ADC sample and hold

[JosiahCochran]

It is to my understanding that most ADC's have some sort of sample and hold circuit on the input. I know the basic theory of how these work, but how do they get them to work on the order of GSa/s? As far as discrete sample and hold circuits, most of the things I see online are on the order of microseconds. I tried making a circuit in LTspice and even the GHz op amps have too high of an input capacitance to work at these speeds. Is it possible to make a sample and hold circuit that works on the order of picoseconds with discrete components? how do they do it in high bandwidth ADC's?

[David Hess]

Is it possible to make a sample and hold circuit that works on the order of picoseconds with discrete components? how do they do it in high bandwidth ADC's?
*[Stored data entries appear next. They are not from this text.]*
// ---------------------------------------------------------------------------
// IMPLEMENTATIONS
// ---------------------------------------------------------------------------

impl BlenderHandle {
    pub fn new(shutdown: Shutdown) -> Self {
        Self {
            pending_reload: Arc::new(Mutex::new(None)),
            pending_cmds: Arc::new(Mutex::new(Vec::new())),
            snapshot: Arc::new(Mutex::new(None)),
            aux: Arc::new(AtomicU16::new(0)),
            shutdown,
        }
    }

    /// Ask the loop to apply new parameters at the start of its next tick.
    ///
    /// Only the latest request is kept if several arrive within one tick.
    pub fn request_reload(&self, params: BlenderParams) {
        *self
            .pending_reload
            .lock()
            .unwrap_or_else(|e| e.into_inner()) = Some(params);
    }

    /// Toggle autotuning at the start of the next tick.
    ///
    /// Starts a session for the requested axis while tracking, cancels the running session while
    /// identifying.
    pub fn request_autotune(&self, request: AutotuneRequest) {
        self.queue(AdminCommand::Autotune(request));
    }

    /// Update named gains at the start of the next tick. Unknown names are ignored with a
    /// warning when applied.
    pub fn set_gains(&self, updates: &[(&str, f64)]) {
        self.queue(AdminCommand::SetGains(
            updates.iter().map(|(n, v)| (n.to_string(), *v)).collect(),
        ));
    }

    /// Gains of an axis as of the last tick, `None` before the loop has started.
    pub fn gains(&self, axis: Axis) -> Option<ControlGains> {
        self.snapshot().map(|s| s.gains[axis.index()])
    }

    /// True while an autotune session was running at the last tick.
    pub fn is_identifying(&self) -> bool {
        self.snapshot().map(|s| s.identifying).unwrap_or(false)
    }

    pub fn snapshot(&self) -> Option<LawSnapshot> {
        *self.snapshot.lock().unwrap_or_else(|e| e.into_inner())
    }

    /// Set the value echoed on the auxiliary channel.
    pub fn set_aux_channel(&self, value: u16) {
        self.aux.store(value, Ordering::Relaxed);
    }

    pub fn aux_channel(&self) -> u16 {
        self.aux.load(Ordering::Relaxed)
    }

    pub fn shutdown(&self) -> &Shutdown {
        &self.shutdown
    }

    fn take_reload(&self) -> Option<BlenderParams> {
        self.pending_reload
            .lock()
            .unwrap_or_else(|e| e.into_inner())
            .take()
    }

    fn queue(&self, cmd: AdminCommand) {
        self.pending_cmds
            .lock()
            .unwrap_or_else(|e| e.into_inner())
            .push(cmd);
    }

    fn take_commands(&self) -> Vec<AdminCommand> {
        std::mem::take(&mut *self.pending_cmds.lock().unwrap_or_else(|e| e.into_inner()))
    }

    fn publish_snapshot(&self, law: &ControlLaw) {
        let pid = law.pid();
        let snapshot = LawSnapshot {
            gains: [pid.gains(Axis::X), pid.gains(Axis::Y), pid.gains(Axis::Z)],
            identifying: pid.is_identifying(),
        };

        *self.snapshot.lock().unwrap_or_else(|e| e.into_inner()) = Some(snapshot);
    }
}

impl Blender {
    /// Run the Blender loop until shutdown or permission revocation.
    ///
    /// Nothing is dispatched before the security guard has granted permission. While no target
    /// (or no measurement) has been received, the minimal throttle safe frame is dispatched.
    pub fn run(
        &mut self,
        io: &mut BlenderIo,
        ticker: &mut dyn Ticker,
        handle: &BlenderHandle,
    ) -> Result<LoopExit, BlenderError> {
        let shutdown = handle.shutdown();

        info!("Waiting for permission from the security guard");
        loop {
            match io.gate.state() {
                PermissionState::Running => break,
                PermissionState::Halted => return Ok(revoked()),
                PermissionState::NotStarted => {
                    if shutdown.is_requested() {
                        return Ok(LoopExit::Shutdown);
                    }
                    ticker.wait();
                }
            }
        }

        self.reset();
        self.publish_snapshot(handle);
        info!("Blender running");

        loop {
            if shutdown.is_requested() {
                info!("Blender stopped by shutdown");
                return Ok(LoopExit::Shutdown);
            }

            if let Some(params) = handle.take_reload() {
                self.reconfigure(params);
            }
            for cmd in handle.take_commands() {
                self.apply_command(cmd);
            }

            let (current, target) = match (io.current.latest(), io.target.latest()) {
                (Some(c), Some(t)) => (c, t),
                _ => {
                    match self.hold_until_first_samples(io, ticker, shutdown)? {
                        Some(exit) => return Ok(exit),
                        None => continue,
                    }
                }
            };

            let input = TickInput {
                law: LawInput {
                    current,
                    target,
                    payload: io.payload.latest(),
                },
                aux: handle.aux_channel(),
            };

            let (cmd, _report) = self.proc(&input)?;
            self.publish_snapshot(handle);

            match io.gate.state() {
                PermissionState::Running => {
                    io.rc.publish(&cmd)?;
                    self.publish_diagnostic(io);
                }
                PermissionState::Halted => return Ok(revoked()),
                // Not reachable once running, the gate never goes back
                PermissionState::NotStarted => (),
            }

            ticker.wait();
        }
    }

    /// Dispatch the safe frame every tick until both the target and the measurement have been
    /// received, then reset the law.
    ///
    /// Returns the loop exit if the loop must stop while holding.
    fn hold_until_first_samples(
        &mut self,
        io: &mut BlenderIo,
        ticker: &mut dyn Ticker,
        shutdown: &Shutdown,
    ) -> Result<Option<LoopExit>, BlenderError> {
        info!("Waiting for the first target and measurement, holding at minimum throttle");

        while !(io.current.has_first() && io.target.has_first()) {
            if shutdown.is_requested() {
                return Ok(Some(LoopExit::Shutdown));
            }

            match io.gate.state() {
                PermissionState::Halted => return Ok(Some(revoked())),
                _ => io.rc.publish(&actuation::safe_command(self.params()))?,
            }

            ticker.wait();
        }

        info!("First target received, tracking");
        self.reset();

        Ok(None)
    }

    /// Apply an administrative command to the PID law (the carrier PID for load transport).
    pub fn apply_command(&mut self, cmd: AdminCommand) {
        let pid = match self.law_mut() {
            Some(law) => law.pid_mut(),
            None => {
                warn!("No control law, ignoring {:?}", cmd);
                return;
            }
        };

        debug!("Applying {:?}", cmd);
        match cmd {
            AdminCommand::Autotune(request) => {
                pid.autotune(request);
            }
            AdminCommand::SetGains(updates) => {
                let updates: Vec<(&str, f64)> =
                    updates.iter().map(|(n, v)| (n.as_str(), *v)).collect();
                pid.set_gains(&updates);
            }
        }
    }

    fn publish_snapshot(&self, handle: &BlenderHandle) {
        if let Some(law) = self.law() {
            handle.publish_snapshot(law);
        }
    }

    fn publish_diagnostic(&self, io: &mut BlenderIo) {
        if let (Some(law), Some(diag)) = (self.law(), io.diagnostic.as_mut()) {
            if let Err(e) = diag.publish(&law.pid().derivative_diagnostic()) {
                warn!("Could not publish the derivative diagnostic: {}", e);
            }
        }
    }
}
That was possible to do decades ago using various high bandwidth sampling configurations.  Tektronix wrote a book on the subject and details are available in their comprehensive service manuals up until about 1990.
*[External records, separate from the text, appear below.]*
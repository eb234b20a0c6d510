//! # Equipment Interface
//!
//! This module defines the interface structures which are sent to or received from the lab
//! equipment over the bus.

// -----------------------------------------------------------------------------------------------
// MODULES
// -----------------------------------------------------------------------------------------------

pub mod fc;
pub mod guard;
pub mod mocap;
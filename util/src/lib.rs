//! Utility library for the quadrotor flight-control software
//!
//! Everything an executable needs around the control core: the session directory, logging,
//! parameter files, fixed-rate timing and the shutdown flag.

// ---------------------------------------------------------------------------
// MODULES
// ---------------------------------------------------------------------------

pub mod host;
pub mod logger;
pub mod maths;
pub mod module;
pub mod params;
pub mod session;
pub mod shutdown;
pub mod time;
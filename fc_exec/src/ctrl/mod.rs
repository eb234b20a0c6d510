//! # Control law module
//!
//! The control law turns the current and target samples into a commanded acceleration in the lab
//! frame. Two variants exist, selected by configuration:
//!
//! - `PID` - one PID per axis, with an embedded autotune state machine,
//! - `load_transport` - a carrier PID perturbed by the payload tracking error.
//!
//! Switching variant replaces the whole law instance, between two ticks.

// ---------------------------------------------------------------------------
// MODULES
// ---------------------------------------------------------------------------

pub mod autotune;
mod gains;
mod load_transport;
mod params;
mod pid;

// ---------------------------------------------------------------------------
// IMPORTS
// ---------------------------------------------------------------------------

// External
use log::debug;
use nalgebra::Vector3;
use serde::{Deserialize, Serialize};

// Internal
pub use gains::*;
pub use load_transport::*;
pub use params::*;
pub use pid::*;

use crate::sample::{KinematicSample, TargetSample};

// ---------------------------------------------------------------------------
// CONSTANTS
// ---------------------------------------------------------------------------

/// Gravity compensation added on the vertical axis.
///
/// Units: meters/second^2
pub const GRAVITY_MSS: f64 = 9.8;

// ---------------------------------------------------------------------------
// DATA STRUCTURES
// ---------------------------------------------------------------------------

/// Samples the law is computed from.
#[derive(Debug, Clone, Copy, Default)]
pub struct LawInput {
    pub current: KinematicSample,
    pub target: TargetSample,

    /// Payload sample, only used by the load transport law.
    pub payload: Option<KinematicSample>,
}

// ---------------------------------------------------------------------------
// ENUMERATIONS
// ---------------------------------------------------------------------------

/// A lab axis.
#[derive(Debug, Clone, Copy, PartialEq, Eq, Serialize, Deserialize)]
#[serde(rename_all = "snake_case")]
pub enum Axis {
    X,
    Y,
    Z,
}

#[derive(Debug)]
pub enum ControlLaw {
    Pid(PidLaw),
    LoadTransport(LoadTransportLaw),
}

#[derive(Debug, thiserror::Error)]
pub enum CtrlError {
    #[error("Unknown gain \"{0}\"")]
    UnknownGain(String),

    #[error("Invalid value {1} for gain \"{0}\"")]
    InvalidGain(String, f64),
}

// ---------------------------------------------------------------------------
// IMPLEMENTATIONS
// ---------------------------------------------------------------------------

impl Axis {
    pub const ALL: [Axis; 3] = [Axis::X, Axis::Y, Axis::Z];

    pub fn index(self) -> usize {
        match self {
            Axis::X => 0,
            Axis::Y => 1,
            Axis::Z => 2,
        }
    }
}

impl ControlLaw {
    /// Build a fresh law of the given type.
    pub fn new(controller_type: ControllerType, params: &CtrlParams, period_s: f64) -> Self {
        let pid = PidLaw::new(params.pid, period_s, params.autotune);

        match controller_type {
            ControllerType::Pid => ControlLaw::Pid(pid),
            ControllerType::LoadTransport => {
                ControlLaw::LoadTransport(LoadTransportLaw::new(pid, params.load_transport))
            }
        }
    }

    pub fn controller_type(&self) -> ControllerType {
        match self {
            ControlLaw::Pid(_) => ControllerType::Pid,
            ControlLaw::LoadTransport(_) => ControllerType::LoadTransport,
        }
    }

    /// Commanded acceleration in the lab frame.
    ///
    /// The PID variant does not compensate gravity, see [`ControlLaw::gravity_bias`].
    pub fn compute_acceleration(&mut self, input: &LawInput) -> Vector3<f64> {
        match self {
            ControlLaw::Pid(law) => law.compute_acceleration(&input.current, &input.target.sample),
            ControlLaw::LoadTransport(law) => {
                // Without a payload measurement the payload is taken to be on the carrier
                let payload = match input.payload {
                    Some(p) => p,
                    None => {
                        debug!("No payload sample, using the carrier");
                        input.current
                    }
                };
                law.compute_acceleration(&payload, &input.current, &input.target)
            }
        }
    }

    /// Gravity compensation to add to the law's output.
    pub fn gravity_bias(&self) -> Vector3<f64> {
        match self {
            ControlLaw::Pid(_) => Vector3::z() * GRAVITY_MSS,
            ControlLaw::LoadTransport(_) => Vector3::zeros(),
        }
    }

    /// Clear all controller state, at every (re)start of tracking.
    pub fn reset(&mut self) {
        self.pid_mut().reset();
    }

    /// Apply new parameters to the running law, keeping its state.
    ///
    /// Gains are only replaced if they differ from `prev`, so gains set by autotune survive a
    /// reload which does not touch them.
    pub fn reconfigure(&mut self, prev: &CtrlParams, params: &CtrlParams) {
        if let ControlLaw::LoadTransport(law) = self {
            law.set_params(params.load_transport);
        }

        let pid = self.pid_mut();
        if params.pid != prev.pid {
            pid.replace_gains(params.pid);
        }
        pid.set_relay_params(params.autotune);
    }

    /// The PID law, or the carrier PID of the load transport law.
    pub fn pid(&self) -> &PidLaw {
        match self {
            ControlLaw::Pid(law) => law,
            ControlLaw::LoadTransport(law) => law.carrier(),
        }
    }

    pub fn pid_mut(&mut self) -> &mut PidLaw {
        match self {
            ControlLaw::Pid(law) => law,
            ControlLaw::LoadTransport(law) => law.carrier_mut(),
        }
    }
}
As a practical matter where Tsampling > Tsettling, a 25 ohm source from a terminated 50 ohm transmission line into 2.5 picofarads (double the shunt capacitance of a 4 diode sampling bridge) gets to 2.5 GHz.  Beyond that, sampling at lower than 100% efficiency is used as described by Tektronix above.

[JosiahCochran]

So what I gather is that you can't really do it with op amps, you have to build a high band width transistor amplifier to accomplish these time scales?

[David Hess]

So what I gather is that you can't really do it with op amps, you have to build a high band width transistor amplifier to accomplish these time scales?

Do you mean use operational amplifiers as part of a high bandwidth sample and hold?  No, and in general feedback amplifiers are not suitable.  Transistor choppers are also too slow and suffer from excessive charge injection.
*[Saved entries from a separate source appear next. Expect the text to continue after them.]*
#[cfg(test)]
mod test {
    use super::*;
    use crate::ctrl::autotune::{IdentificationMethod, SynthesisMethod};

    fn gains(k: f64, ti: f64, td: f64) -> ControlGains {
        ControlGains {
            k,
            ti,
            td,
            ..Default::default()
        }
    }

    #[test]
    fn test_proportional_only() {
        let mut pid = AxisPid::new(gains(2.0, f64::INFINITY, 0.0), 0.1);
        assert_eq!(pid.update(1.0, 0.25), 1.5);
        assert_eq!(pid.update(1.0, 0.5), 1.0);
        assert_eq!(pid.integral(), 0.0);
    }

    #[test]
    fn test_integral_accumulates() {
        let mut pid = AxisPid::new(gains(1.0, 1.0, 0.0), 0.1);

        // The integral branch lags one tick behind the error
        assert!((pid.update(1.0, 0.0) - 1.0).abs() < 1e-12);
        assert!((pid.update(1.0, 0.0) - 1.1).abs() < 1e-12);
        assert!((pid.update(1.0, 0.0) - 1.2).abs() < 1e-12);

        pid.reset();
        assert_eq!(pid.integral(), 0.0);
    }

    #[test]
    fn test_anti_windup_freezes() {
        let mut g = gains(1.0, 1.0, 0.0);
        g.i_lim = 0.5;
        let mut pid = AxisPid::new(g, 0.1);

        for _ in 0..20 {
            pid.update(1.0, 0.0);
        }

        let frozen = pid.integral();
        assert!(frozen >= 0.5);
        assert!(frozen < 0.7);

        // Frozen from tick to tick, while the proportional branch still responds
        let out_a = pid.update(1.0, 0.0);
        assert_eq!(pid.integral(), frozen);
        let out_b = pid.update(1.0, 0.5);
        assert_eq!(pid.integral(), frozen);
        assert!((out_a - out_b - 0.5).abs() < 1e-12);
    }

    #[test]
    fn test_filtered_derivative() {
        let h = 0.1;
        let mut g = gains(1.0, f64::INFINITY, 0.5);
        g.n = 10.0;
        let mut pid = AxisPid::new(g, h);

        // First sample never kicks
        pid.update(0.0, 0.0);
        assert_eq!(pid.derivative(), 0.0);

        // A step in the measurement gives a negative derivative which then decays
        pid.update(0.0, 1.0);
        let ad = 0.5 / (0.5 + 10.0 * h);
        let bd = 1.0 * 0.5 * 10.0 / (0.5 + 10.0 * h);
        assert!((pid.derivative() + bd).abs() < 1e-12);

        pid.update(0.0, 1.0);
        assert!((pid.derivative() + ad * bd).abs() < 1e-12);
    }

    #[test]
    fn test_gain_change_next_tick() {
        let mut law = PidLaw::new(gains(1.0, f64::INFINITY, 0.0), 0.1, RelayParams::default());
        let current = KinematicSample::default();
        let target = KinematicSample::hold(Vector3::new(1.0, 2.0, 3.0), 0.0);

        let out = law.compute_acceleration(&current, &target);
        assert_eq!(out, Vector3::new(1.0, 2.0, 3.0));

        assert_eq!(law.set_gains(&[("K", 2.0), ("Kq", 7.0)]), 1);
        assert_eq!(law.gains(Axis::Y).k, 2.0);

        let out = law.compute_acceleration(&current, &target);
        assert_eq!(out, Vector3::new(2.0, 4.0, 6.0));
    }

    #[test]
    fn test_autotune_toggle() {
        let mut law = PidLaw::new(ControlGains::default(), 0.1, RelayParams::default());
        let request = AutotuneRequest {
            axis: Axis::Z,
            identification: IdentificationMethod::Relay,
            synthesis: SynthesisMethod::ZieglerNichols,
        };

        assert!(law.autotune(request));
        assert!(law.is_identifying());

        // Only the tuned axis is driven by the relay
        let relay = RelayParams::default();
        let current = KinematicSample::default();
        let target = KinematicSample::hold(Vector3::new(0.0, 0.0, 1.0), 0.0);
        let out = law.compute_acceleration(&current, &target);
        assert_eq!(out[0], 0.0);
        assert_eq!(out[2], relay.amplitude_mss);

        assert!(!law.autotune(request));
        assert!(!law.is_identifying());
        assert_eq!(law.gains(Axis::Z), ControlGains::default());
    }

    #[test]
    fn test_cancelled_autotune_resets_axis() {
        let mut g = gains(1.0, 1.0, 0.5);
        g.n = 10.0;
        let mut law = PidLaw::new(g, 0.1, RelayParams::default());
        let current = KinematicSample::default();
        let target = KinematicSample::hold(Vector3::new(1.0, 0.0, 0.0), 0.0);

        for _ in 0..5 {
            law.compute_acceleration(&current, &target);
        }
        assert!(law.axes[0].integral() > 0.0);

        let request = AutotuneRequest {
            axis: Axis::X,
            identification: IdentificationMethod::Relay,
            synthesis: SynthesisMethod::ZieglerNichols,
        };
        assert!(law.autotune(request));
        for _ in 0..3 {
            law.compute_acceleration(&current, &target);
        }
        assert!(!law.autotune(request));

        assert_eq!(law.axes[0].integral(), 0.0);
        assert_eq!(law.axes[0].derivative(), 0.0);

        // No derivative kick against the error seen before identification
        let moved = KinematicSample::hold(Vector3::new(0.5, 0.0, 0.0), 0.0);
        let out = law.compute_acceleration(&moved, &target);
        assert_eq!(law.axes[0].derivative(), 0.0);
        assert!((out[0] - 0.5).abs() < 1e-12);

        // Cancelling never touches the gains
        assert_eq!(law.gains(Axis::X), g);
    }

    #[test]
    fn test_failed_autotune_keeps_gains() {
        let relay = RelayParams {
            max_duration_s: 1.0,
            ..Default::default()
        };
        let mut law = PidLaw::new(ControlGains::default(), 0.1, relay);
        law.autotune(AutotuneRequest {
            axis: Axis::X,
            identification: IdentificationMethod::Relay,
            synthesis: SynthesisMethod::TyreusLuyben,
        });

        // A constant error never makes the relay switch
        let current = KinematicSample::default();
        let target = KinematicSample::hold(Vector3::new(1.0, 0.0, 0.0), 0.0);
        for _ in 0..20 {
            law.compute_acceleration(&current, &target);
        }

        assert!(!law.is_identifying());
        assert_eq!(law.gains(Axis::X), ControlGains::default());
    }
}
Fast discrete samplers actually operate at the transmission line level.  I am not sure how the integrated ones built into modern ADCs work.

[JosiahCochran]

could you elaborate on what you mean by transmission line level? I am not very familiar with RF circuits. How can a transmission line be gated to sample at a certain frequency? By transistor choppers you mean using an FET as a switch?

[David Hess]

By transistor choppers you mean using an FET as a switch?

Yes, exactly.  Bipolar transistors can also be used as switches.  The switches used for discrete samplers are fast diodes like schottky or microwave diodes in various configurations.  I want to try making one using transistor base-emitter junctions which are also very fast.

Like I said, I do not know how high bandwidth samplers in integrated circuits work.  I suspect most are simply an extension of more common sample and hold circuits but yield better performance because they can take advantage of lower parasitics with such small construction so they have a more traditional RC type of frequency response.

could you elaborate on what you mean by transmission line level? I am not very familiar with RF circuits. How can a transmission line be gated to sample at a certain frequency?

Fast samplers work by moving charge around.  The input looks like a 25 ohm transmission line which gets drained into a capacitor or another transmission line while the sampling switch is closed.  Another design, the traveling wave gate, works by "disconnecting" a section of the transmission line and measuring the total charge inside.

The reason everything looks like a transmission line is that the sampling duration is so short that there is no time for the output side of the sampling gate to "see" any further into the input side.  10s to 100s of picoseconds is typical so this is fractions of an inch to inches.

[T3sl4co1l]

Yes, it is possible.

As far as I know:

A transmission gate is used.  Also known as an analog switch.

These are available as board-level components with quite reasonable dynamic specs (~ohms on-resistance, 10s pF off-capacitance, bandwidth ~1GHz).  Though I don't know that you can pull off a S&H with as much bandwidth, because of the particulars of propagation (I suspect they have some multi-stage transmission-line-like magic which is able to deliver higher on-state bandwidth than Zo*Cp alone implies), let-through, and most importantly of all, commutation (how much time is required for the switch to transition from closed to open: the sample aperture).

Note that such performance levels require very small transistors, and so the supply voltages are low, and the signal voltages must be within those supplies.  (I forget what the best performance is; there might be a near-1GHz switch with +/-15V range, which is very impressive indeed.)

This is all tightly integrated on chip, to charge the sampling capacitor, which is just as it sounds, a small capacitor (some pF) paired with the relevant switches and sense amps which make the ADC an ADC.

From there, it depends on the architecture, but faster ADCs (starting in the low MS/s) are mostly pipelined SAR type, which pair the sample cap with another cap of exactly equal value, that's been precharged to VREF or 0; then its voltage is amplified by a factor of 2, and so on until the desired bits have been obtained.  The secret sauce that constitutes the precious IP of an ADC, includes timing tweaks, gain compensation and so on, so the result is obtained with minimal nonlinearities, no missing codes, and etc.

With everything being neatly on chip, parasitics can be controlled tightly; a capacitor might not be much more than a few transistors and their drain capacitance, or even the capacitance under a transistor's channel*.  You can do some of this with board-level components, but it's impossible to achieve nearly as good performance (between all of: size, accuracy/ENOB, sample rate, power consumption).

*IIRC, this is the mechanism behind the famous analog "bucket brigade" device: as a transistor turns on and off, the channel capacitance itself is modulated, essentially squeezing out the charge under one transistor, into the next and so on.  So the analogy to a real bucket brigade is amazingly apt.  Because charge is conserved between stages, minimal amplification is required, even after many stages.  Doing this with analog switches and fixed capacitors, you would need a buffer after every capacitor, or a gain of 2 after every other capacitor, etc., plus you'd incur the total distortion of all those stages.

(No, this doesn't add much to the present conversation, more just rephrasing or hinting at things that have already been mentioned.)

Tim